In this month we have been thinking when to visit the Netherlands, as I wasn’t ready myself even to fly with our newborn son. We are thinking to visit the Netherlands in September. I can’t wait to show him to my family and friends over there. Even though my mother and my brother came to see him here in Sweden and lots of others want to as well. We have had many visitors here too and the time is simply flying away! It’s our time to rest as well, after the pregnancy, which was sometimes stressful because of the risk of pre-eclampsia. Now we can fully rest and enjoy.

baby Mason is one month - www.sofarsosabine.com - mommy blogger

The best things for me being a mom of our second baby:

  1. Feeling so much love for something so precious. There’s nothing in the world that makes me more happy than our little one.
  2. Seeing him grow and all the little baby steps in his development he’s making. For example, when he’s laying on his belly, lifting his head just a bit longer than yesterday. This makes me happy!
  3. Taking care of Mason. I love bathing him, putting baby oil on his skin and combing his hair. To arrange a new outfit for him every day is making me so happy! I love his little socks and little clothes. I like washing them and hanging them. I love being his mommy.
  4. The best feeling is to really enjoy the time with him. Most of the time I’m not even looking at my phone or computer. I like being offline. I love that the time is flying. It’s so nice that there’s not one moment I feel bored with him.
  5. It’s great to notice that all the things that I used to care about (fashion, clothes, materialistic things like bags and all) don’t matter as much to me anymore. I’m so satisfied with just the love of Mason. I had the same feelings with Féline, our daughter, but I thought that was because the situation was so exceptional. It’s so incredibly nice to care about nothing else but the ‘real’ things in life that matter; health, happiness and just to enjoy the time together.
  6. I love his little sounds, even when he cries. We laugh a lot when he burps like an old man or when he farts very loud! It’s just so cute. Probably others think I am crazy, but when it’s your own baby, everything is just adorable about him, even a fart.
  7. I love it when he’s so relaxed while sleeping and his mouth is open. I love how angry he gets when he can’t find the nipple as fast as he wants. I simply love every emotion.
  8. My body turned into a bit of a mom-body. While my tummy is having more loose skin and overall I have still +5 kg. I like the fact that I feel that that’s such a minor issue. Of course I want my shape back. But I’m proud of myself, I’m proud of the scar on my tummy that shows that I carried my baby. I’m proud of looking like a mom, because I am a mom! :) Once the 6 weeks are over, I’m surely going to move more and try to get a bit better shape again. But even if I won’t ever get that perfect belly again, like I used to have, I won’t care.

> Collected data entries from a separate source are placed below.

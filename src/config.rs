// MIT License
//
// Copyright (c) 2020 Gregory Meyer
//
// Permission is hereby granted, free of charge, to any person
// obtaining a copy of this software and associated documentation files
// (the "Software"), to deal in the Software without restriction,
// including without limitation the rights to use, copy, modify, merge,
// publish, distribute, sublicense, and/or sell copies of the Software,
// and to permit persons to whom the Software is furnished to do so,
// subject to the following conditions:
//
// The above copyright notice and this permission notice shall be
// included in all copies or substantial portions of the Software.
//
// THE SOFTWARE IS PROVIDED "AS IS", WITHOUT WARRANTY OF ANY KIND,
// EXPRESS OR IMPLIED, INCLUDING BUT NOT LIMITED TO THE WARRANTIES OF
// MERCHANTABILITY, FITNESS FOR A PARTICULAR PURPOSE AND
// NONINFRINGEMENT. IN NO EVENT SHALL THE AUTHORS OR COPYRIGHT HOLDERS
// BE LIABLE FOR ANY CLAIM, DAMAGES OR OTHER LIABILITY, WHETHER IN AN
// ACTION OF CONTRACT, TORT OR OTHERWISE, ARISING FROM, OUT OF OR IN
// CONNECTION WITH THE SOFTWARE OR THE USE OR OTHER DEALINGS IN THE
// SOFTWARE.

//! Sizing parameters for a [`LongHashMap`].
//!
//! [`LongHashMap`]: crate::LongHashMap

use crate::{
    error::{Error, Result},
    segment::{resize_threshold, MAX_SEGMENT_CAPACITY, MIN_SEGMENT_CAPACITY},
};

/// The number of entries a map is sized for if no hint is given.
pub const DEFAULT_EXPECTED_ITEMS: usize = 256;

/// The fraction of a segment that may be occupied before it grows.
pub const DEFAULT_LOAD_FACTOR: f64 = 0.75;

/// The largest number of segments a map may be split into.
pub const MAX_SEGMENTS: usize = 1 << 16;

#[cfg(not(feature = "num-cpus"))]
const FALLBACK_CONCURRENCY_LEVEL: usize = 16;

/// Construction parameters for a [`LongHashMap`].
///
/// ```
/// use long_hash_map::{Config, LongHashMap};
///
/// let config = Config::default()
///     .with_expected_items(1024)
///     .with_concurrency_level(4);
/// let map: LongHashMap<u32> = LongHashMap::from_config(config).unwrap();
///
/// assert_eq!(map.num_segments(), 4);
/// ```
///
/// [`LongHashMap`]: crate::LongHashMap
#[derive(Debug, Clone, Copy, PartialEq)]
#[cfg_attr(feature = "serde", derive(serde::Serialize, serde::Deserialize))]
#[cfg_attr(feature = "serde", serde(default))]
pub struct Config {
    /// Total number of entries the map should hold without growing.
    pub expected_items: usize,
    /// Minimum number of independently locked segments. Rounded up to a power
    /// of two.
    pub concurrency_level: usize,
    /// Occupancy above which a segment doubles its capacity.
    pub load_factor: f64,
}

impl Default for Config {
    fn default() -> Self {
        Self {
            expected_items: DEFAULT_EXPECTED_ITEMS,
            concurrency_level: default_concurrency_level(),
            load_factor: DEFAULT_LOAD_FACTOR,
        }
    }
}

impl Config {
    pub fn with_expected_items(mut self, expected_items: usize) -> Self {
        self.expected_items = expected_items;

        self
    }

    pub fn with_concurrency_level(mut self, concurrency_level: usize) -> Self {
        self.concurrency_level = concurrency_level;

        self
    }

    pub fn with_load_factor(mut self, load_factor: f64) -> Self {
        self.load_factor = load_factor;

        self
    }

    /// Checks that this configuration describes a constructible map.
    pub fn validate(&self) -> Result<()> {
        self.layout().map(|_| ())
    }

    /// Returns the number of segments and the initial capacity of each.
    pub(crate) fn layout(&self) -> Result<(usize, usize)> {
        if !(self.load_factor > 0.0 && self.load_factor < 1.0) {
            return Err(Error::InvalidLoadFactor(self.load_factor));
        }

        // even the largest segment must be able to hold one entry
        if resize_threshold(MAX_SEGMENT_CAPACITY, self.load_factor) < 1 {
            return Err(Error::InvalidLoadFactor(self.load_factor));
        }

        if self.concurrency_level == 0 {
            return Err(Error::ZeroConcurrencyLevel);
        }

        if self.concurrency_level > MAX_SEGMENTS {
            return Err(Error::TooManySegments {
                requested: self.concurrency_level,
                max: MAX_SEGMENTS,
            });
        }

        let num_segments = self.concurrency_level.next_power_of_two();
        let per_segment = self.expected_items.div_ceil(num_segments);
        let capacity = segment_capacity_for(per_segment, self.load_factor)?;

        Ok((num_segments, capacity))
    }
}

/// Returns the smallest power of two `c >= MIN_SEGMENT_CAPACITY` such that
/// `c * load_factor >= items`.
pub(crate) fn segment_capacity_for(items: usize, load_factor: f64) -> Result<usize> {
    let mut capacity = MIN_SEGMENT_CAPACITY;

    while (capacity as f64) * load_factor < items as f64 {
        if capacity >= MAX_SEGMENT_CAPACITY {
            return Err(Error::CapacityOverflow {
                requested: items,
                max: MAX_SEGMENT_CAPACITY,
            });
        }

        capacity *= 2;
    }

    Ok(capacity)
}

#[cfg(feature = "num-cpus")]
fn default_concurrency_level() -> usize {
    num_cpus::get()
}

#[cfg(not(feature = "num-cpus"))]
fn default_concurrency_level() -> usize {
    FALLBACK_CONCURRENCY_LEVEL
}

#[cfg(test)]
mod tests {
    use super::*;

    #[test]
    fn default_is_valid() {
        let config = Config::default();

        assert_eq!(config.expected_items, DEFAULT_EXPECTED_ITEMS);
        assert_eq!(config.load_factor, DEFAULT_LOAD_FACTOR);
        assert!(config.concurrency_level > 0);
        assert_eq!(config.validate(), Ok(()));
    }

    #[test]
    fn layout_rounds_segments_up() {
        let config = Config::default()
            .with_expected_items(8)
            .with_concurrency_level(3);

        let (num_segments, capacity) = config.layout().unwrap();

        assert_eq!(num_segments, 4);
        assert_eq!(capacity, 4);
    }

    #[test]
    fn layout_single_segment() {
        let config = Config::default()
            .with_expected_items(8)
            .with_concurrency_level(1);

        assert_eq!(config.layout(), Ok((1, 16)));
    }

    #[test]
    fn capacity_sizing() {
        assert_eq!(segment_capacity_for(0, 0.75), Ok(MIN_SEGMENT_CAPACITY));
        assert_eq!(segment_capacity_for(1, 0.75), Ok(2));
        assert_eq!(segment_capacity_for(2, 0.75), Ok(4));
        assert_eq!(segment_capacity_for(8, 0.75), Ok(16));
        assert_eq!(segment_capacity_for(12, 0.75), Ok(16));
        assert_eq!(segment_capacity_for(13, 0.75), Ok(32));
        assert_eq!(segment_capacity_for(8, 0.5), Ok(16));
        assert_eq!(segment_capacity_for(9, 0.5), Ok(32));
    }

    #[test]
    fn rejects_bad_load_factor() {
        for load_factor in [0.0, 1e-10, 1.0, -0.5, 1.5, f64::NAN, f64::INFINITY] {
            let config = Config::default().with_load_factor(load_factor);

            assert!(matches!(
                config.validate(),
                Err(Error::InvalidLoadFactor(_))
            ));
        }
    }

    #[test]
    fn smallest_usable_load_factor() {
        let smallest = 1.0 / MAX_SEGMENT_CAPACITY as f64;

        assert_eq!(
            Config::default().with_load_factor(smallest).validate(),
            Ok(())
        );
        assert_eq!(
            Config::default().with_load_factor(smallest / 2.0).validate(),
            Err(Error::InvalidLoadFactor(smallest / 2.0))
        );
    }

    #[test]
    fn rejects_zero_concurrency_level() {
        let config = Config::default().with_concurrency_level(0);

        assert_eq!(config.validate(), Err(Error::ZeroConcurrencyLevel));
    }

    #[test]
    fn rejects_too_many_segments() {
        let config = Config::default().with_concurrency_level(MAX_SEGMENTS + 1);

        assert_eq!(
            config.validate(),
            Err(Error::TooManySegments {
                requested: MAX_SEGMENTS + 1,
                max: MAX_SEGMENTS,
            })
        );
        assert_eq!(
            Config::default()
                .with_concurrency_level(MAX_SEGMENTS)
                .validate(),
            Ok(())
        );
    }

    #[test]
    fn rejects_oversized_segments() {
        let config = Config::default()
            .with_expected_items(usize::MAX / 2)
            .with_concurrency_level(1);

        assert!(matches!(
            config.validate(),
            Err(Error::CapacityOverflow { .. })
        ));
    }
}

I have Mason now and that’s worth so much more!
  9. I love how happy and caring every one else around us is. It’s so nice how much love and attention Mason gets. So much post and love. So much people that care. It’s nice to feel that he is loved by everyone.
  10. The best feeling about being a mom, is simply being a mom. I can’t describe perfectly in words what it means to me. It’s just happiness. Feeling at the right place in the right time. It’s a miracle. It’s everything that I always wanted. It’s a dream coming true after 3 years of struggle after the first pregnancy. It’s amazing to experience this again.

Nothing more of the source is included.